Andrey Kolkov

Posted on Feb 28

Porting Vello's GPU Tile Rasterizer to Pure Go

#go #graphics #gpu #algorithms

When you call dc.DrawCircle(400, 300, 100) in gogpu/gg, what happens under the hood? A tile-based rasterization pipeline — a direct port of Vello's GPU compute pipeline from the linebender team — converts your vector paths into per-pixel coverage values. It runs on both CPU and GPU, and it's written entirely in Pure Go.

This article walks through the internals of tilecompute — a 6,700-line dual-execution port of Vello's original GPU compute rasterizer (circa 2020–2023) into Pure Go, with a CPU reference implementation and GPU compute dispatch via 9 WGSL shaders.

Why Not Just Use Scanline?

Traditional scanline rasterizers process one row of pixels at a time. They work, but they have a fundamental scalability problem: for a 4K canvas (3840x2160), you're iterating over 8.3 million pixels regardless of how simple your shapes are.

Tile-based rasterizers flip this around. They divide the canvas into small tiles (16x16 pixels in our case) and only process tiles that the vector path actually touches. A circle in the corner of a 4K canvas? You process maybe 40 tiles instead of 8 million pixels.

Vello — created by Raph Levien and the linebender team — pioneered this approach using GPU compute shaders (originally as piet-gpu in 2020, renamed to Vello in 2022). We ported its GPU compute pipeline to Pure Go for use as the rasterization core of gogpu/gg.

Note: This article covers the original GPU compute pipeline (16x16 tiles, 2020–2023). We've also ported Vello's newer Sparse Strips algorithm (4x4 tiles, August 2024) — see the Two Rasterizers, Two Targets section below.

The GPU Compute Pipeline

Vello's original rasterizer (2020–2023) uses a tile-based GPU compute approach with 16x16 pixel tiles.
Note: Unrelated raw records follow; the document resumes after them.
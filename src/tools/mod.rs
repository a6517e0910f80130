//! Tools module - capabilities the model can call
//!
//! Built-in tools read the user's notes and query the knowledge base. Tools
//! can also come from an external [`ToolGateway`] or from the host through a
//! [`ToolCallback`]; [`ToolRegistry`] resolves a name across all three.

mod filesystem;
mod knowledge;
mod recovery;
mod runner;
mod search;

pub use filesystem::{ListFilesTool, ReadFileTool};
pub use knowledge::{KnowledgeSearch, SearchHit, SearchKnowledgeBaseTool, SearchResults};
pub use recovery::{default_rules, RecoveryRule};
pub use runner::{ToolDefinition, ToolOutcome, ToolRegistry, DEFAULT_MAX_RESULT_CHARS};
pub use search::VaultSearch;

use async_trait::async_trait;
use futures_util::future::BoxFuture;
use serde::{Deserialize, Serialize};
use serde_json::Value;
use crate::Result;

/// Tool trait - interface for all built-in tools
#[async_trait]
pub trait Tool: Send + Sync {
    /// Tool name used in function calls
    fn name(&self) -> &str;

    /// Description of what the tool does
    fn description(&self) -> &str;

    /// JSON Schema for parameters
    fn parameters(&self) -> Value;

    /// Execute the tool with given parameters
    async fn execute(&self, params: Value) -> Result<Value>;

    /// Convert to tool definition for the model
    fn to_definition(&self) -> ToolDefinition {
        ToolDefinition {
            name: self.name().to_string(),
            description: self.description().to_string(),
            parameters: self.parameters(),
        }
    }
}

/// A tool advertised by a gateway.
#[derive(Debug, Clone, PartialEq, Serialize, Deserialize)]
#[serde(rename_all = "camelCase")]
pub struct ToolDescriptor {
    pub name: String,
    #[serde(default)]
    pub description: String,
    #[serde(default)]
    pub input_schema: Value,
}

impl From<ToolDescriptor> for ToolDefinition {
    fn from(d: ToolDescriptor) -> Self {
        ToolDefinition {
            name: d.name,
            description: d.description,
            parameters: d.input_schema,
        }
    }
}

/// External tool-invocation process. Opaque; the transport is the
/// implementor's business.
#[async_trait]
pub trait ToolGateway: Send + Sync {
    async fn get_tools(&self) -> Result<Vec<ToolDescriptor>>;

    async fn call_tool(&self, name: &str, args: Value) -> Result<Value>;
}

/// Host-supplied execution hook, invoked once per resolved call.
#[async_trait]
pub trait ToolCallback: Send + Sync {
    async fn call(&self, name: &str, args: Value) -> Result<Value>;

    /// Tools the host wants advertised to the model.
    fn definitions(&self) -> Vec<ToolDefinition> {
        Vec::new()
    }
}

/// Adapts a closure into a [`ToolCallback`].
pub struct FnToolCallback<F> {
    f: F,
    definitions: Vec<ToolDefinition>,
}

impl<F> FnToolCallback<F>
where
    F: Fn(String, Value) -> BoxFuture<'static, Result<Value>> + Send + Sync,
{
    pub fn new(definitions: Vec<ToolDefinition>, f: F) -> Self {
        Self { f, definitions }
    }
}

#[async_trait]
impl<F> ToolCallback for FnToolCallback<F>
where
    F: Fn(String, Value) -> BoxFuture<'static, Result<Value>> + Send + Sync,
{
    async fn call(&self, name: &str, args: Value) -> Result<Value> {
        (self.f)(name.to_string(), args).await
    }

    fn definitions(&self) -> Vec<ToolDefinition> {
        self.definitions.clone()
    }
}

/// Fixed-result tool for testing
#[cfg(test)]
pub struct DummyTool {
    pub name: String,
    pub result: std::result::Result<Value, String>,
}

#[cfg(test)]
#[async_trait]
impl Tool for DummyTool {
    fn name(&self) -> &str { &self.name }
    fn description(&self) -> &str { "Dummy tool for testing" }
    fn parameters(&self) -> Value {
        serde_json::json!({
            "type": "object",
            "properties": {"path": {"type": "string"}},
            "required": ["path"]
        })
    }

    async fn execute(&self, _params: Value) -> Result<Value> {
        self.result
            .clone()
            .map_err(crate::error::Error::Tool)
    }
}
The key insight: instead of asking "which pixels does this path cover?", ask "which tiles does each line segment cross, and what's the winding contribution?"

The full pipeline has 9 GPU compute stages (matching our 9 WGSL shaders), plus scene encoding and curve flattening on the CPU:

Vector Paths (cubics, arcs, lines)
    ↓
Scene Encoding (CPU — pack paths, transforms, styles)
    ↓
 1. PathTag Reduce    ─┐
 2. PathTag Scan      ─┘ monoid prefix sums over path structure
    ↓
Flatten (Euler spiral → line segments)
    ↓
 3. Draw Reduce       ─┐
 4. Draw Leaf Scan    ─┘ monoid prefix sums over draw commands
    ↓
 5. Path Count        (DDA walk — which tiles does each segment cross?)
    ↓
 6. Backdrop          (prefix sum — left-to-right winding accumulation)
    ↓
 7. Coarse            (generate Per-Tile Command Lists)
    ↓
 8. Path Tiling       (clip segments to tile boundaries, compute yEdge)
    ↓
 9. Fine              (per-pixel analytic anti-aliased coverage)
    ↓
Per-pixel RGBA output

The first four stages use monoid prefix sums — Vello's core parallelism primitive. A monoid is an associative operation with an identity element; prefix sums over monoids can be computed in O(log n) parallel steps on a GPU, turning what would be sequential parsing into massively parallel work.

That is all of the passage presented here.